= What you need to do =
From the first line through the one containing "#[derive(Debug, Error)]", restate the listing word for word, and give no other lines.

----------

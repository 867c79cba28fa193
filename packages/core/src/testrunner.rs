//! Fixture-driven validator tests.
//!
//! A test case pairs a model file with a `.errors` file listing the events
//! validation is expected to produce, one per line:
//!
//! ```text
//! [ERROR] ns.foo#Bar: message prefix | EventId filename:line:column
//! [WARNING] -: message about no shape in particular | OtherId
//! ```
//!
//! The trailing location is accepted but never compared. An expected event
//! matches an actual event when severity, event id, and shape id agree and
//! the actual message starts with the expected one.

use std::fs;
use std::path::{Path, PathBuf};
use std::sync::LazyLock;

use regex::Regex;
use thiserror::Error;
use tracing::debug;

use crate::shape_id::ShapeId;
use crate::types::SourceLocation;
use crate::validation::{Severity, ValidationEvent};

/// Why a test case could not be loaded.
#[derive(Debug, Error)]
pub enum FixtureError {
    #[error("line {line}: invalid validation event: {text:?}")]
    InvalidLine { line: usize, text: String },

    #[error("line {line}: unknown severity {severity:?}")]
    UnknownSeverity { line: usize, severity: String },

    #[error("line {line}: invalid shape id {shape:?}")]
    InvalidShapeId { line: usize, shape: String },

    #[error("model file {0} has no extension")]
    MissingExtension(PathBuf),

    #[error("failed to read {path}")]
    Io {
        path: PathBuf,
        #[source]
        source: std::io::Error,
    },
}

/// `[SEVERITY] shape: message | EventId [anything]`
///
/// Text after the event id (normally `filename:line:column`) is ignored.
static EVENT_RE: LazyLock<Regex> = LazyLock::new(|| {
    Regex::new(
        r"^\[(?P<severity>[A-Za-z]+)\] (?P<shape>[^ :]+):? ?(?P<message>.*) \| (?P<id>[^\s]+)(?:\s.*)?$",
    )
    .expect("invalid fixture event regex")
});

/// Parse one fixture line into the event it expects.
///
/// The event gets a placeholder source location. `line` is the 1-based line
/// number used in errors.
pub fn parse_validation_event(text: &str, line: usize) -> Result<ValidationEvent, FixtureError> {
    let invalid = || FixtureError::InvalidLine {
        line,
        text: text.to_string(),
    };
    let caps = EVENT_RE.captures(text).ok_or_else(invalid)?;

    let severity: Severity = caps["severity"]
        .parse()
        .map_err(|_| FixtureError::UnknownSeverity {
            line,
            severity: caps["severity"].to_string(),
        })?;

    let mut builder = ValidationEvent::builder()
        .severity(severity)
        .event_id(&caps["id"])
        .message(&caps["message"])
        .source_location(SourceLocation::new("/", 0, 0));

    let shape = &caps["shape"];
    if shape != "-" {
        let id: ShapeId = shape.parse().map_err(|_| FixtureError::InvalidShapeId {
            line,
            shape: shape.to_string(),
        })?;
        builder = builder.shape_id(id);
    }

    // Severity and event id are set; a fixture can never trip a builder
    // invariant, but report it as an unusable line rather than panic.
    builder.build().map_err(|_| invalid())
}

/// Parse a whole fixture document. Blank lines are skipped.
pub fn parse_fixture(contents: &str) -> Result<Vec<ValidationEvent>, FixtureError> {
    contents
        .lines()
        .enumerate()
        .filter(|(_, line)| !line.trim().is_empty())
        .map(|(i, line)| parse_validation_event(line, i + 1))
        .collect()
}

/// A model file plus the events validating it should produce.
#[derive(Debug, Clone)]
pub struct TestCase {
    model_location: PathBuf,
    expected_events: Vec<ValidationEvent>,
}

impl TestCase {
    pub fn new(model_location: impl Into<PathBuf>, expected_events: Vec<ValidationEvent>) -> Self {
        Self {
            model_location: model_location.into(),
            expected_events,
        }
    }

    /// A test case whose expected events are given as fixture text.
    pub fn from_fixture_str(model_location: impl Into<PathBuf>, fixture: &str) -> Result<Self, FixtureError> {
        Ok(Self::new(model_location, parse_fixture(fixture)?))
    }

    /// Load the test case for a model file. The fixture lives next to the
    /// model, named like it with the extension replaced by `.errors`.
    pub fn from_model_file(model_location: impl AsRef<Path>) -> Result<Self, FixtureError> {
        let model_location = model_location.as_ref();
        let errors_location = errors_file_location(model_location)?;
        let contents = fs::read_to_string(&errors_location).map_err(|source| FixtureError::Io {
            path: errors_location.clone(),
            source,
        })?;
        let case = Self::from_fixture_str(model_location, &contents)?;
        debug!(
            model = %model_location.display(),
            expected = case.expected_events.len(),
            "loaded test case"
        );
        Ok(case)
    }

    pub fn model_location(&self) -> &Path {
        &self.model_location
    }

    pub fn expected_events(&self) -> &[ValidationEvent] {
        &self.expected_events
    }

    /// Compare the events validation actually produced against the expected
    /// ones.
    pub fn create_result(&self, actual_events: &[ValidationEvent]) -> TestCaseResult {
        let unmatched = self
            .expected_events
            .iter()
            .filter(|expected| !actual_events.iter().any(|actual| events_match(expected, actual)))
            .cloned()
            .collect();
        let extra = actual_events
            .iter()
            .filter(|actual| !self.expected_events.iter().any(|expected| events_match(expected, actual)))
            .cloned()
            .collect();
        TestCaseResult {
            model_location: self.model_location.clone(),
            unmatched,
            extra,
        }
    }
}

/// The `.errors` file that goes with `model_location`.
pub fn errors_file_location(model_location: &Path) -> Result<PathBuf, FixtureError> {
    if model_location.extension().is_none() {
        return Err(FixtureError::MissingExtension(model_location.to_path_buf()));
    }
    Ok(model_location.with_extension("errors"))
}

/// The outcome of comparing one test case against actual events.
#[derive(Debug, Clone)]
pub struct TestCaseResult {
    model_location: PathBuf,
    unmatched: Vec<ValidationEvent>,
    extra: Vec<ValidationEvent>,
}

impl TestCaseResult {
    pub fn model_location(&self) -> &Path {
        &self.model_location
    }

    /// Expected events that validation did not produce.
    pub fn unmatched(&self) -> &[ValidationEvent] {
        &self.unmatched
    }

    /// Produced events that were not expected.
    pub fn extra(&self) -> &[ValidationEvent] {
        &self.extra
    }

    pub fn is_invalid(&self) -> bool {
        !self.unmatched.is_empty() || !self.extra.is_empty()
    }
}

/// Whether `actual` satisfies `expected`. Line breaks in either message are
/// compared in their escaped `\n` form.
pub fn events_match(expected: &ValidationEvent, actual: &ValidationEvent) -> bool {
    expected.severity() == actual.severity()
        && expected.event_id() == actual.event_id()
        && expected.shape_id() == actual.shape_id()
        && escape_newlines(actual.message()).starts_with(escape_newlines(expected.message()).as_str())
}

fn escape_newlines(message: &str) -> String {
    message.replace('\n', "\\n")
}

// --- tests -------------------------------------------------------------------

#[cfg(test)]
mod tests {
    use super::*;

    fn id(s: &str) -> ShapeId {
        s.parse().unwrap()
    }

    fn actual(severity: Severity, event_id: &str, shape: Option<&str>, message: &str) -> ValidationEvent {
        let mut builder = ValidationEvent::builder()
            .severity(severity)
            .event_id(event_id)
            .message(message)
            .source_location(SourceLocation::new("model.json", 3, 4));
        if let Some(shape) = shape {
            builder = builder.shape_id(id(shape));
        }
        builder.build().unwrap()
    }

    #[test]
    fn parses_event_with_shape_and_location() {
        let e = parse_validation_event("[ERROR] ns.foo#Bar: The message | Foo model.json:1:2", 1).unwrap();
        assert_eq!(e.severity(), Severity::Error);
        assert_eq!(e.shape_id(), Some(&id("ns.foo#Bar")));
        assert_eq!(e.message(), "The message");
        assert_eq!(e.event_id(), "Foo");
        assert_eq!(e.source_location(), &SourceLocation::new("/", 0, 0));
    }

    #[test]
    fn location_with_spaces_is_ignored() {
        let e = parse_validation_event("[ERROR] ns.foo#Bar: The message | Foo my models/a b.json:3:4", 1).unwrap();
        assert_eq!(e.message(), "The message");
        assert_eq!(e.event_id(), "Foo");

        let shown = ValidationEvent::builder()
            .severity(Severity::Error)
            .event_id("Foo")
            .shape_id(id("ns.foo#Bar"))
            .message("The message")
            .source_location(SourceLocation::new("my models/a b.json", 3, 4))
            .build()
            .unwrap()
            .to_string();
        let parsed = parse_validation_event(&shown, 1).unwrap();
        assert!(events_match(&parsed, &e));
    }

    #[test]
    fn dash_means_no_shape() {
        let e = parse_validation_event("[NOTE] -: Nothing in particular | Bar", 1).unwrap();
        assert_eq!(e.shape_id(), None);
        assert_eq!(e.message(), "Nothing in particular");
        assert_eq!(e.event_id(), "Bar");
    }

    #[test]
    fn member_ids_and_colon_free_form() {
        let e = parse_validation_event("[DANGER] ns.foo#Bar$baz msg | Id", 1).unwrap();
        assert_eq!(e.shape_id(), Some(&id("ns.foo#Bar$baz")));
        assert_eq!(e.message(), "msg");
    }

    #[test]
    fn messages_may_contain_pipes_and_colons() {
        let e = parse_validation_event("[WARNING] ns.foo#A: a | b: c | Id", 1).unwrap();
        assert_eq!(e.message(), "a | b: c");
        assert_eq!(e.event_id(), "Id");
    }

    #[test]
    fn rejects_unknown_severity() {
        let err = parse_validation_event("[FATAL] ns.foo#A: msg | Id", 7).unwrap_err();
        assert!(matches!(err, FixtureError::UnknownSeverity { line: 7, .. }));
        let err = parse_validation_event("[error] ns.foo#A: msg | Id", 1).unwrap_err();
        assert!(matches!(err, FixtureError::UnknownSeverity { .. }));
    }

    #[test]
    fn rejects_malformed_lines() {
        for line in ["ERROR ns.foo#A: msg | Id", "[ERROR] ns.foo#A: msg", "[ERROR]"] {
            let err = parse_validation_event(line, 2).unwrap_err();
            assert!(matches!(err, FixtureError::InvalidLine { line: 2, .. }), "{line}");
        }
        let err = parse_validation_event("[ERROR] not-an-id: msg | Id", 3).unwrap_err();
        assert!(matches!(err, FixtureError::InvalidShapeId { line: 3, .. }));
    }

    #[test]
    fn fixture_skips_blank_lines_and_numbers_errors() {
        let events = parse_fixture("\n[ERROR] ns.foo#A: a | X\n\n   \n[NOTE] -: b | Y\n\n").unwrap();
        assert_eq!(events.len(), 2);

        let err = parse_fixture("[ERROR] ns.foo#A: a | X\n\nbogus\n").unwrap_err();
        assert!(matches!(err, FixtureError::InvalidLine { line: 3, .. }));
    }

    #[test]
    fn message_prefix_rule() {
        let expected = parse_validation_event("[ERROR] ns.foo#A: msg | V1", 1).unwrap();
        assert!(events_match(&expected, &actual(Severity::Error, "V1", Some("ns.foo#A"), "msg plus details")));
        assert!(events_match(&expected, &actual(Severity::Error, "V1", Some("ns.foo#A"), "msg")));
        assert!(!events_match(&expected, &actual(Severity::Error, "V1", Some("ns.foo#A"), "ms")));
        assert!(!events_match(&expected, &actual(Severity::Error, "V1", Some("ns.foo#A"), "mag plus")));
        assert!(!events_match(&expected, &actual(Severity::Error, "V1", Some("ns.foo#A"), "MSG")));
    }

    #[test]
    fn other_fields_must_agree() {
        let expected = parse_validation_event("[ERROR] ns.foo#A: msg | V1", 1).unwrap();
        assert!(!events_match(&expected, &actual(Severity::Danger, "V1", Some("ns.foo#A"), "msg")));
        assert!(!events_match(&expected, &actual(Severity::Error, "V2", Some("ns.foo#A"), "msg")));
        assert!(!events_match(&expected, &actual(Severity::Error, "V1", Some("ns.foo#B"), "msg")));
        assert!(!events_match(&expected, &actual(Severity::Error, "V1", None, "msg")));

        let no_shape = parse_validation_event("[ERROR] -: msg | V1", 1).unwrap();
        assert!(events_match(&no_shape, &actual(Severity::Error, "V1", None, "msg")));
        assert!(!events_match(&no_shape, &actual(Severity::Error, "V1", Some("ns.foo#A"), "msg")));
    }

    #[test]
    fn line_breaks_compare_escaped() {
        let expected = parse_validation_event(r"[ERROR] ns.foo#A: first\nsecond | V1", 1).unwrap();
        assert!(events_match(&expected, &actual(Severity::Error, "V1", Some("ns.foo#A"), "first\nsecond line")));
    }

    #[test]
    fn result_reports_unmatched_and_extra() {
        let case = TestCase::from_fixture_str(
            "a.json",
            "[ERROR] ns.foo#A: expected | V1\n[WARNING] ns.foo#B: also expected | V2\n",
        )
        .unwrap();
        let found = actual(Severity::Warning, "V2", Some("ns.foo#B"), "also expected, and more");
        let surprise = actual(Severity::Error, "V3", Some("ns.foo#C"), "surprise");

        let result = case.create_result(&[found, surprise.clone()]);
        assert!(result.is_invalid());
        assert_eq!(result.unmatched(), &case.expected_events()[..1]);
        assert_eq!(result.extra(), &[surprise]);
        assert_eq!(result.model_location(), Path::new("a.json"));
    }

    #[test]
    fn exact_expectations_are_valid() {
        let case = TestCase::from_fixture_str("a.json", "[ERROR] ns.foo#A: expected | V1").unwrap();
        let result = case.create_result(&[actual(Severity::Error, "V1", Some("ns.foo#A"), "expected!")]);
        assert!(!result.is_invalid());

        let empty = TestCase::new("b.json", vec![]);
        assert!(!empty.create_result(&[]).is_invalid());
    }

    #[test]
    fn loads_fixture_next_to_model() {
        let dir = tempfile::tempdir().unwrap();
        let model = dir.path().join("thing.json");
        fs::write(&model, "{}").unwrap();
        fs::write(dir.path().join("thing.errors"), "[NOTE] -: hi | Hello\n").unwrap();

        let case = TestCase::from_model_file(&model).unwrap();
        assert_eq!(case.model_location(), model.as_path());
        assert_eq!(case.expected_events().len(), 1);
    }

    #[test]
    fn model_without_extension_is_rejected() {
        let err = TestCase::from_model_file("models/thing").unwrap_err();
        assert!(matches!(err, FixtureError::MissingExtension(_)));
    }

    #[test]
    fn missing_fixture_is_an_io_error() {
        let dir = tempfile::tempdir().unwrap();
        let err = TestCase::from_model_file(dir.path().join("absent.json")).unwrap_err();
        assert!(matches!(err, FixtureError::Io { .. }));
    }
}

----------

= Exercise output =
repository 867c79cba28fa193
filename packages/core/src/testrunner.rs
//! Fixture-driven validator tests.
//!
//! A test case pairs a model file with a `.errors` file listing the events
//! validation is expected to produce, one per line:
//!
//! ```text
//! [ERROR] ns.foo#Bar: message prefix | EventId filename:line:column
//! [WARNING] -: message about no shape in particular | OtherId
//! ```
//!
//! The trailing location is accepted but never compared. An expected event
//! matches an actual event when severity, event id, and shape id agree and
//! the actual message starts with the expected one.

use std::fs;
use std::path::{Path, PathBuf};
use std::sync::LazyLock;

use regex::Regex;
use thiserror::Error;
use tracing::debug;

use crate::shape_id::ShapeId;
use crate::types::SourceLocation;
use crate::validation::{Severity, ValidationEvent};

/// Why a test case could not be loaded.
#[derive(Debug, Error)]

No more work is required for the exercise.